Admittedly, I had fun dancing with veil at Naia's direction in our duet. I spent the next year trying to analyze why I struggled so much. What was making veil my least favorite prop all of these years? Most bellydancers fall in love with veil from the moment they touch one. Why have I been the only one who kind of hated it?
Back in the pain days. I may look happy but I'm not.
To answer this question I have to go back to the summer before our duet. I have been sitting at a desk for a living for over a decade. My hip flexors, hamstrings, and calves are so tight that many of the common dance stretches (pigeon, kneeling hip flexor lunge, etc.) were almost impossible for me. I relied heavily on forward bends and triangle poses that, while good for flexibility, were not addressing the right areas of my body.
That summer, I was introduced to the simplest of standing hip flexor lunges at a workshop with Ava Flemming. Doing this particular stretch (feet forward, heels down,) created a much different feeling than the other stretches. Just by turning my feet forward and tucking my pelvis created a painful yet blissful feeling from my low back, through the front of my pelvis, and all the way down and around to the back of my knee. Stiff muscles and joints...understatement. Initially, my lunge was quite shallow. I started doing it daily. I would fit it in here and there. Waiting on the microwave, before bed, before and after dance practice, in the checkout. I made this lunge a part of my daily being. Even if I could only hold it for just 5 seconds per side once a day.
Now, my lunge is much deeper. I have also added a side stretch leaning away from the outstretched leg creating a deeper stretch. I am slowly undoing the default fetal position my body has curled into over the years of sitting at a computer. My lower back feels better. My posture is improved.
So I thought what can I do to help me get the veil over my head without flinging it and grimacing?
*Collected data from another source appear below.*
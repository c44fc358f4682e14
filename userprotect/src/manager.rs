// SPDX-License-Identifier: MIT OR Apache-2.0

use std::collections::BTreeSet;
use std::error::Error;

use tracing::{debug, trace, warn};
use userprotect_core::{OverrideRow, PageId, RightName, Subject, Timestamp, UserId, UserName};
use userprotect_store::{OverrideStore, Transaction};

use crate::directory::{Actor, UserDirectory};
use crate::error::OverrideError;
use crate::merge::{MergedPermissions, merge};
use crate::overrides::OverrideSet;
use crate::registry::TypeRegistry;
use crate::resolver::{ResolvedOverride, accumulate};
use crate::session::Session;

/// Result of replacing the overrides of a subject.
#[derive(Clone, Debug, Default, PartialEq, Eq)]
pub struct SaveOutcome {
    /// Number of previously stored rows which were removed.
    pub deleted: u64,

    /// Number of newly stored rows.
    pub inserted: u64,

    /// Submitted user names without an account. These were skipped.
    pub unresolved: BTreeSet<UserName>,
}

/// Resolves, merges and stores per-user permission overrides.
///
/// Resolutions are cached in the `Session` passed into every call, the manager itself holds no
/// per-request state and can be shared between requests.
///
/// All writes replace the complete override set of one subject inside a single store transaction:
///
/// ```text
/// begin --> delete all rows of subject --> insert new rows --> commit
///                     |                           |
///                     +------- on error ----------+--> rollback
/// ```
///
/// Readers never observe the state between delete and insert. Dropping a save before it finished,
/// for example when the request gets cancelled, leaves the stored overrides untouched.
///
/// Both stores hold one transaction at a time. Saves and lifecycle cleanups therefore wait for
/// each other even when they concern different subjects, resolutions do not wait for them.
#[derive(Debug)]
pub struct Manager<S, D> {
    store: S,
    directory: D,
    registry: TypeRegistry,
}

impl<S, D> Manager<S, D> {
    pub fn new(store: S, directory: D, registry: TypeRegistry) -> Self {
        Self {
            store,
            directory,
            registry,
        }
    }

    pub fn store(&self) -> &S {
        &self.store
    }

    pub fn directory(&self) -> &D {
        &self.directory
    }

    pub fn registry(&self) -> &TypeRegistry {
        &self.registry
    }
}

impl<S, D, E> Manager<S, D>
where
    S: OverrideStore<Error = E> + Transaction<Error = E>,
    E: Error + Send + Sync + 'static,
    D: UserDirectory,
{
    /// Returns the net added and removed rights of a user on a subject.
    ///
    /// Wildcard overrides are expanded into the rights which are applicable right now, not the
    /// ones which were applicable when the override was stored.
    pub async fn resolve(
        &self,
        session: &mut Session,
        subject: &Subject,
        user_id: UserId,
    ) -> Result<ResolvedOverride, OverrideError> {
        if let Some(resolved) = session.get(subject, user_id) {
            trace!(%subject, user = %user_id, "resolved overrides from session");
            return Ok(resolved.clone());
        }

        let exists = subject.exists();
        let rows = self
            .store
            .overrides_for_user(subject, user_id, &self.registry.query_types(exists))
            .await
            .map_err(OverrideError::storage)?;
        let resolved = accumulate(&rows, self.registry.applicable_types(exists));

        debug!(%subject, user = %user_id, rows = rows.len(), "resolved overrides");
        session.insert(subject, user_id, resolved.clone());

        Ok(resolved)
    }

    /// Applies the overrides of an actor to their base permissions on a subject.
    ///
    /// Anonymous actors are never affected by overrides.
    pub async fn merge(
        &self,
        session: &mut Session,
        base: &BTreeSet<RightName>,
        subject: &Subject,
        actor: &Actor,
    ) -> Result<MergedPermissions, OverrideError> {
        let Actor::User(user_id) = actor else {
            return Ok(MergedPermissions::unchanged(base));
        };

        let resolved = self.resolve(session, subject, *user_id).await?;
        Ok(merge(base, &resolved))
    }

    /// Replaces all overrides of a subject with the submitted ones.
    ///
    /// Callers need to make sure the acting user is allowed to manage overrides on this subject.
    /// Conflicting buckets are normalized first, buckets of rights which do not apply to the
    /// subject are ignored and names without an account are skipped. Submitting an empty set
    /// clears all overrides of the subject.
    pub async fn save(
        &self,
        session: &mut Session,
        subject: &Subject,
        overrides: &OverrideSet,
    ) -> Result<SaveOutcome, OverrideError> {
        let normalized = overrides.normalize(self.registry.applicable_types(subject.exists()));

        let names = normalized.user_names();
        let user_ids = self
            .directory
            .resolve_user_ids(&names)
            .await
            .map_err(OverrideError::directory)?;
        let unresolved: BTreeSet<UserName> = names
            .into_iter()
            .filter(|name| !user_ids.contains_key(name))
            .collect();

        let timestamp = Timestamp::now();
        let mut seen = BTreeSet::new();
        let mut rows = Vec::new();
        for (direction, right_type, names) in normalized.iter() {
            for name in names {
                let Some(user_id) = user_ids.get(name) else {
                    continue;
                };

                // Two names can belong to the same account.
                if seen.insert((direction, right_type.clone(), *user_id)) {
                    rows.push(OverrideRow::new(
                        subject.clone(),
                        right_type.clone(),
                        *user_id,
                        direction,
                        timestamp,
                    ));
                }
            }
        }

        let (deleted, inserted) = self.replace(subject, &rows).await?;
        session.invalidate_subject(subject);

        debug!(
            %subject,
            deleted,
            inserted,
            unresolved = unresolved.len(),
            "saved overrides"
        );

        Ok(SaveOutcome {
            deleted,
            inserted,
            unresolved,
        })
    }

    /// Returns the stored overrides of a subject by user name.
    ///
    /// Only rights applicable to the subject and the wildcard are listed. Overrides of accounts
    /// which do not exist anymore are left out.
    pub async fn current_overrides(&self, subject: &Subject) -> Result<OverrideSet, OverrideError> {
        let rows = self
            .store
            .overrides_for_subject(subject, &self.registry.query_types(subject.exists()))
            .await
            .map_err(OverrideError::storage)?;

        let user_ids: BTreeSet<UserId> = rows.iter().map(|row| row.user_id).collect();
        let names = self
            .directory
            .user_names(&user_ids)
            .await
            .map_err(OverrideError::directory)?;

        let mut overrides = OverrideSet::new();
        for row in rows {
            if let Some(name) = names.get(&row.user_id) {
                overrides.insert(row.direction, row.right_type, name.clone());
            }
        }

        Ok(overrides)
    }

    /// Drops all overrides of a deleted page.
    pub async fn page_deleted(
        &self,
        session: &mut Session,
        id: PageId,
    ) -> Result<u64, OverrideError> {
        let subject = Subject::page(id);
        let (deleted, _) = self.replace(&subject, &[]).await?;
        session.invalidate_subject(&subject);

        debug!(%subject, deleted, "dropped overrides of deleted page");
        Ok(deleted)
    }

    /// Drops all overrides of a pending title after a page was created under it.
    ///
    /// Overrides of the title are not carried over to the new page.
    pub async fn page_created(
        &self,
        session: &mut Session,
        namespace: i32,
        title: &str,
    ) -> Result<u64, OverrideError> {
        let subject = Subject::pending_title(namespace, title)?;
        let (deleted, _) = self.replace(&subject, &[]).await?;
        session.invalidate_subject(&subject);

        debug!(%subject, deleted, "dropped overrides of created title");
        Ok(deleted)
    }

    /// Deletes all rows of a subject and inserts the given ones in one transaction.
    ///
    /// Returns the number of deleted and inserted rows.
    async fn replace(
        &self,
        subject: &Subject,
        rows: &[OverrideRow],
    ) -> Result<(u64, u64), OverrideError> {
        let permit = self.store.begin().await.map_err(OverrideError::storage)?;

        let result = async {
            let deleted = self.store.delete_overrides(subject).await?;
            let inserted = self.store.insert_overrides(rows).await?;
            Ok::<_, E>((deleted, inserted))
        }
        .await;

        match result {
            Ok(counts) => {
                self.store
                    .commit(permit)
                    .await
                    .map_err(OverrideError::storage)?;
                Ok(counts)
            }
            Err(err) => {
                if let Err(rollback_err) = self.store.rollback(permit).await {
                    warn!(%subject, "rolling back override transaction failed: {rollback_err}");
                }
                Err(OverrideError::storage(err))
            }
        }
    }
}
I took a cue from my hip flexor stretches and started looking for ways to open my chest and shoulders. And again, I found the simplest stretch made the most impact. I picked up my veil in earnest and started working on my flexibility. Everyday for a week I held my veil in both hands and did very slow shoulder rotations stretching my chest and lubricating my shoulder joints. That's it. No music. No dancing. Over the next few weeks I added in a few basic veil turns or tosses after stretching, but just a few. If I felt pain, strain, or fatigue I stopped and put the veil aside. My practice consisted of barely 5 minute spurts of stretching and arm work.
These baby steps made a huge difference. My flexibility has improved enough with proper stretching that I began learning a beginner veil choreography from a DVD. I work with the DVD at least once a week, sometimes more. Sometimes I work for 5 minutes, sometimes as much as 30 minutes, but only as much as my body can handle and no more. And despite my lack of experience performing with veil, I have picked up quite a veil vocabulary through workshops and choreography classes over the years. The DVD is giving me a structured practice for the technique I already know which I can follow at my own pace instead of being at the studio going the class' pace.
After 14 years of avoidance, (particularly after I had concluded veil is the devil,) the veil and I have made friends. Being a beginner at veil is pretty actually pretty awesome. I am getting much satisfaction out of the tiniest accomplishments. I learned how to get in and out of an "envelope" without getting my head caught...most of the time. With each successful "envelope" it is like opening a present and finding me inside. Surprise! That was me under the veil the whole time.